▸ EXERCISE BRIEF
Please restate the data word for word, leaving out no line.

________

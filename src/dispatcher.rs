//! Single entry point for all driver-originated events.
//!
//! One spawned task consumes the driver's event channel. Every handler is a
//! bounded state update followed by at most one gate signal and one posted
//! callback; nothing here waits on the radio. The one driver request issued
//! from this task (resuming a pending scan on power-on) is fire-and-forget.

use std::sync::Arc;

use log::{debug, error, info, warn};
use uuid::Uuid;

use crate::device::{Advertisement, CharacteristicInfo, DeviceId, PeripheralDevice};
use crate::driver::{DriverEvent, DriverEventReceiver, PowerState, RadioDriver};
use crate::gates::GateKind;
use crate::state::{LinkPhase, Shared};

pub(crate) fn spawn(
    shared: Arc<Shared>,
    driver: Arc<dyn RadioDriver>,
    events: DriverEventReceiver,
) -> tokio::task::JoinHandle<()> {
    tokio::spawn(run(shared, driver, events))
}

async fn run(shared: Arc<Shared>, driver: Arc<dyn RadioDriver>, mut events: DriverEventReceiver) {
    debug!("event dispatcher started");
    while let Some(event) = events.recv().await {
        handle(&shared, &driver, event).await;
    }
    debug!("driver event channel closed, dispatcher exiting");
}

async fn handle(shared: &Shared, driver: &Arc<dyn RadioDriver>, event: DriverEvent) {
    match event {
        DriverEvent::PowerChanged(state) => on_power_changed(shared, driver, state).await,
        DriverEvent::DeviceDiscovered {
            id,
            name,
            rssi,
            advertisement,
        } => on_device_discovered(shared, id, name, rssi, advertisement),
        DriverEvent::Connected { id } => on_connected(shared, id),
        DriverEvent::Disconnected { id } => on_disconnected(shared, id),
        DriverEvent::ServicesDiscovered { id, services, ok } => {
            on_services_discovered(shared, id, services, ok)
        }
        DriverEvent::CharacteristicsDiscovered {
            id,
            service,
            characteristics,
            ok,
        } => on_characteristics_discovered(shared, id, service, characteristics, ok),
        DriverEvent::ValueUpdated {
            id,
            characteristic,
            value,
            ok,
        } => on_value_updated(shared, id, characteristic, value, ok),
        DriverEvent::WriteCompleted { id, ok, .. } => on_write_completed(shared, id, ok),
        DriverEvent::NotifyStateChanged {
            id,
            characteristic,
            enabled,
            ok,
        } => on_notify_state_changed(shared, id, characteristic, enabled, ok),
    }
}

async fn on_power_changed(shared: &Shared, driver: &Arc<dyn RadioDriver>, state: PowerState) {
    let resume_scan = {
        let mut inner = shared.inner.lock().unwrap();
        if state == PowerState::PoweredOn && inner.scan_pending {
            inner.scan_pending = false;
            inner.phase = LinkPhase::Scanning;
            true
        } else {
            false
        }
    };

    match state {
        PowerState::PoweredOn => info!("radio powered on"),
        PowerState::PoweredOff => info!("radio powered off"),
        PowerState::Unsupported | PowerState::Unauthorized => {
            warn!("radio unusable: {state:?}")
        }
        PowerState::Unknown | PowerState::Resetting => debug!("radio state: {state:?}"),
    }

    if resume_scan {
        info!("resuming scan deferred while the radio was off");
        if let Err(e) = driver.start_scan(&[]).await {
            error!("failed to resume scan: {e:#}");
        }
    }
}

fn on_device_discovered(
    shared: &Shared,
    id: DeviceId,
    name: Option<String>,
    rssi: Option<i16>,
    advertisement: Advertisement,
) {
    let mut matched = false;
    let snapshot = {
        let mut inner = shared.inner.lock().unwrap();
        let device = PeripheralDevice::discovered(id, name, rssi, advertisement);
        if !device.name_matches(&inner.scan_prefixes) {
            return;
        }

        // First hit for a running scan-and-connect wins; later results are
        // ignored once the gate has been signaled.
        let pending_hit = inner.pending_match.as_deref().is_some_and(|prefix| {
            device.name.as_deref().is_some_and(|n| n.contains(prefix))
        });
        if pending_hit {
            debug!("scan-and-connect matched {}", device.id());
            inner.matched = Some(device.clone());
            inner.pending_match = None;
            matched = true;
        }

        if inner.registry.upsert(device, true) {
            inner
                .scan_callback
                .clone()
                .map(|callback| (callback, inner.registry.snapshot()))
        } else {
            None
        }
    };

    if matched {
        shared.gates.signal(GateKind::ScanAndConnect);
    }
    if let Some((callback, devices)) = snapshot {
        shared.callbacks.post(move || callback(devices));
    }
}

fn on_connected(shared: &Shared, id: DeviceId) {
    let was_connected = {
        let mut inner = shared.inner.lock().unwrap();
        let was = inner.connected.is_some();
        let device = inner
            .registry
            .get(&id)
            .cloned()
            .or_else(|| inner.matched.clone().filter(|d| d.id() == &id))
            .unwrap_or_else(|| {
                PeripheralDevice::discovered(id.clone(), None, None, Advertisement::default())
            });
        info!("device connected: {id}");
        inner.phase = LinkPhase::Connected(id);
        inner.connected = Some(device);
        was
    };
    shared.gates.signal(GateKind::Connecting);
    shared.notify_observers(was_connected, true);
}

fn on_disconnected(shared: &Shared, id: DeviceId) {
    let was_connected = {
        let mut inner = shared.inner.lock().unwrap();
        let was = inner.connected.is_some();
        info!("device disconnected: {id}");
        inner.connected = None;
        inner.phase = LinkPhase::Idle;
        was
    };
    shared.notify_observers(was_connected, false);
}

fn on_services_discovered(shared: &Shared, id: DeviceId, services: Vec<Uuid>, ok: bool) {
    {
        let mut inner = shared.inner.lock().unwrap();
        if !ok {
            warn!("service discovery failed for {id}");
            inner.discovery_error = true;
        } else if let Some(device) = inner.connected.as_mut().filter(|d| d.id() == &id) {
            debug!("{} services discovered on {id}", services.len());
            device.services = services;
        }
    }
    shared.gates.signal(GateKind::ServiceDiscovery);
}

fn on_characteristics_discovered(
    shared: &Shared,
    id: DeviceId,
    service: Uuid,
    characteristics: Vec<CharacteristicInfo>,
    ok: bool,
) {
    {
        let mut inner = shared.inner.lock().unwrap();
        if !ok {
            warn!("characteristic discovery failed for service {service} on {id}");
            inner.discovery_error = true;
        } else if let Some(device) = inner.connected.as_mut().filter(|d| d.id() == &id) {
            debug!(
                "{} characteristics discovered on {id} for service {service}",
                characteristics.len()
            );
            for info in characteristics {
                device.characteristics.insert(info.id.clone(), info);
            }
        }
    }
    shared.gates.signal(GateKind::CharacteristicDiscovery);
}

fn on_value_updated(shared: &Shared, id: DeviceId, characteristic: String, value: Vec<u8>, ok: bool) {
    let delivery = {
        let inner = shared.inner.lock().unwrap();
        match (&inner.connected, &inner.read_callback) {
            (Some(device), Some(callback)) if device.id() == &id => {
                Some((callback.clone(), device.clone()))
            }
            _ => None,
        }
    };
    match delivery {
        Some((callback, device)) => shared
            .callbacks
            .post(move || callback(device, crate::commands::Response::new(value), ok)),
        None => debug!("value update for {characteristic} on {id} with no registered reader"),
    }
}

fn on_write_completed(shared: &Shared, id: DeviceId, ok: bool) {
    let delivery = {
        let inner = shared.inner.lock().unwrap();
        match (&inner.connected, &inner.write_callback) {
            (Some(device), Some(callback)) if device.id() == &id => {
                Some((callback.clone(), device.clone()))
            }
            _ => None,
        }
    };
    if let Some((callback, device)) = delivery {
        shared.callbacks.post(move || callback(device, ok));
    }
}

fn on_notify_state_changed(
    shared: &Shared,
    id: DeviceId,
    characteristic: String,
    enabled: bool,
    ok: bool,
) {
    {
        let mut inner = shared.inner.lock().unwrap();
        if ok {
            if let Some(device) = inner.connected.as_mut().filter(|d| d.id() == &id) {
                if let Some(info) = device.characteristics.get_mut(&characteristic) {
                    info.notifying = enabled;
                }
            }
        } else {
            warn!("notification toggle failed for {characteristic} on {id}");
        }
    }
    shared.gates.signal(GateKind::SubscribeToggle);
}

________

▸ YOUR SOLUTION
filename src/dispatcher.rs
//! Single entry point for all driver-originated events.
//!
//! One spawned task consumes the driver's event channel. Every handler is a
//! bounded state update followed by at most one gate signal and one posted
//! callback; nothing here waits on the radio. The one driver request issued
//! from this task (resuming a pending scan on power-on) is fire-and-forget.

use std::sync::Arc;

use log::{debug, error, info, warn};
use uuid::Uuid;

use crate::device::{Advertisement, CharacteristicInfo, DeviceId, PeripheralDevice};
use crate::driver::{DriverEvent, DriverEventReceiver, PowerState, RadioDriver};
use crate::gates::GateKind;
use crate::state::{LinkPhase, Shared};

pub(crate) fn spawn(
    shared: Arc<Shared>,
    driver: Arc<dyn RadioDriver>,
    events: DriverEventReceiver,
) -> tokio::task::JoinHandle<()> {
    tokio::spawn(run(shared, driver, events))
}

async fn run(shared: Arc<Shared>, driver: Arc<dyn RadioDriver>, mut events: DriverEventReceiver) {
    debug!("event dispatcher started");
    while let Some(event) = events.recv().await {
        handle(&shared, &driver, event).await;
    }
    debug!("driver event channel closed, dispatcher exiting");
}

async fn handle(shared: &Shared, driver: &Arc<dyn RadioDriver>, event: DriverEvent) {
    match event {
        DriverEvent::PowerChanged(state) => on_power_changed(shared, driver, state).await,
        DriverEvent::DeviceDiscovered {
            id,
            name,
            rssi,
            advertisement,
        } => on_device_discovered(shared, id, name, rssi, advertisement),
        DriverEvent::Connected { id } => on_connected(shared, id),
        DriverEvent::Disconnected { id } => on_disconnected(shared, id),
        DriverEvent::ServicesDiscovered { id, services, ok } => {
            on_services_discovered(shared, id, services, ok)
        }
        DriverEvent::CharacteristicsDiscovered {
            id,
            service,
            characteristics,
            ok,
        } => on_characteristics_discovered(shared, id, service, characteristics, ok),
        DriverEvent::ValueUpdated {
            id,
            characteristic,
            value,
            ok,
        } => on_value_updated(shared, id, characteristic, value, ok),
        DriverEvent::WriteCompleted { id, ok, .. } => on_write_completed(shared, id, ok),
        DriverEvent::NotifyStateChanged {
            id,
            characteristic,
            enabled,
            ok,
        } => on_notify_state_changed(shared, id, characteristic, enabled, ok),
    }
}

async fn on_power_changed(shared: &Shared, driver: &Arc<dyn RadioDriver>, state: PowerState) {
    let resume_scan = {
        let mut inner = shared.inner.lock().unwrap();
        if state == PowerState::PoweredOn && inner.scan_pending {
            inner.scan_pending = false;
            inner.phase = LinkPhase::Scanning;
            true
        } else {
            false
        }
    };

    match state {
        PowerState::PoweredOn => info!("radio powered on"),
        PowerState::PoweredOff => info!("radio powered off"),
        PowerState::Unsupported | PowerState::Unauthorized => {
            warn!("radio unusable: {state:?}")
        }
        PowerState::Unknown | PowerState::Resetting => debug!("radio state: {state:?}"),
    }

    if resume_scan {
        info!("resuming scan deferred while the radio was off");
        if let Err(e) = driver.start_scan(&[]).await {
            error!("failed to resume scan: {e:#}");
        }
    }
}

fn on_device_discovered(
    shared: &Shared,
    id: DeviceId,
    name: Option<String>,
    rssi: Option<i16>,
    advertisement: Advertisement,
) {
    let mut matched = false;
    let snapshot = {
        let mut inner = shared.inner.lock().unwrap();
        let device = PeripheralDevice::discovered(id, name, rssi, advertisement);
        if !device.name_matches(&inner.scan_prefixes) {
            return;
        }

        // First hit for a running scan-and-connect wins; later results are
        // ignored once the gate has been signaled.
        let pending_hit = inner.pending_match.as_deref().is_some_and(|prefix| {
            device.name.as_deref().is_some_and(|n| n.contains(prefix))
        });
        if pending_hit {
            debug!("scan-and-connect matched {}", device.id());
            inner.matched = Some(device.clone());
            inner.pending_match = None;
            matched = true;
        }

        if inner.registry.upsert(device, true) {
            inner
                .scan_callback
                .clone()
                .map(|callback| (callback, inner.registry.snapshot()))
        } else {
            None
        }
    };

    if matched {
        shared.gates.signal(GateKind::ScanAndConnect);
    }
    if let Some((callback, devices)) = snapshot {
        shared.callbacks.post(move || callback(devices));
    }
}

fn on_connected(shared: &Shared, id: DeviceId) {
    let was_connected = {
        let mut inner = shared.inner.lock().unwrap();
        let was = inner.connected.is_some();
        let device = inner
            .registry
            .get(&id)
            .cloned()
            .or_else(|| inner.matched.clone().filter(|d| d.id() == &id))
            .unwrap_or_else(|| {
                PeripheralDevice::discovered(id.clone(), None, None, Advertisement::default())
            });
        info!("device connected: {id}");
        inner.phase = LinkPhase::Connected(id);
        inner.connected = Some(device);
        was
    };
    shared.gates.signal(GateKind::Connecting);
    shared.notify_observers(was_connected, true);
}

fn on_disconnected(shared: &Shared, id: DeviceId) {
    let was_connected = {
        let mut inner = shared.inner.lock().unwrap();
        let was = inner.connected.is_some();
        info!("device disconnected: {id}");
        inner.connected = None;
        inner.phase = LinkPhase::Idle;
        was
    };
    shared.notify_observers(was_connected, false);
}

fn on_services_discovered(shared: &Shared, id: DeviceId, services: Vec<Uuid>, ok: bool) {
    {
        let mut inner = shared.inner.lock().unwrap();
        if !ok {
            warn!("service discovery failed for {id}");
            inner.discovery_error = true;
        } else if let Some(device) = inner.connected.as_mut().filter(|d| d.id() == &id) {
            debug!("{} services discovered on {id}", services.len());
            device.services = services;
        }
    }
    shared.gates.signal(GateKind::ServiceDiscovery);
}

fn on_characteristics_discovered(
    shared: &Shared,
    id: DeviceId,
    service: Uuid,
    characteristics: Vec<CharacteristicInfo>,
    ok: bool,
) {
    {
        let mut inner = shared.inner.lock().unwrap();
        if !ok {
            warn!("characteristic discovery failed for service {service} on {id}");
            inner.discovery_error = true;
        } else if let Some(device) = inner.connected.as_mut().filter(|d| d.id() == &id) {
            debug!(
                "{} characteristics discovered on {id} for service {service}",
                characteristics.len()
            );
            for info in characteristics {
                device.characteristics.insert(info.id.clone(), info);
            }
        }
    }
    shared.gates.signal(GateKind::CharacteristicDiscovery);
}

fn on_value_updated(shared: &Shared, id: DeviceId, characteristic: String, value: Vec<u8>, ok: bool) {
    let delivery = {
        let inner = shared.inner.lock().unwrap();
        match (&inner.connected, &inner.read_callback) {
            (Some(device), Some(callback)) if device.id() == &id => {
                Some((callback.clone(), device.clone()))
            }
            _ => None,
        }
    };
    match delivery {
        Some((callback, device)) => shared
            .callbacks
            .post(move || callback(device, crate::commands::Response::new(value), ok)),
        None => debug!("value update for {characteristic} on {id} with no registered reader"),
    }
}

fn on_write_completed(shared: &Shared, id: DeviceId, ok: bool) {
    let delivery = {
        let inner = shared.inner.lock().unwrap();
        match (&inner.connected, &inner.write_callback) {
            (Some(device), Some(callback)) if device.id() == &id => {
                Some((callback.clone(), device.clone()))
            }
            _ => None,
        }
    };
    if let Some((callback, device)) = delivery {
        shared.callbacks.post(move || callback(device, ok));
    }
}

fn on_notify_state_changed(
    shared: &Shared,
    id: DeviceId,
    characteristic: String,
    enabled: bool,
    ok: bool,
) {
    {
        let mut inner = shared.inner.lock().unwrap();
        if ok {
            if let Some(device) = inner.connected.as_mut().filter(|d| d.id() == &id) {
                if let Some(info) = device.characteristics.get_mut(&characteristic) {
                    info.notifying = enabled;
                }
            }
        } else {
            warn!("notification toggle failed for {characteristic} on {id}");
        }
    }
    shared.gates.signal(GateKind::SubscribeToggle);
}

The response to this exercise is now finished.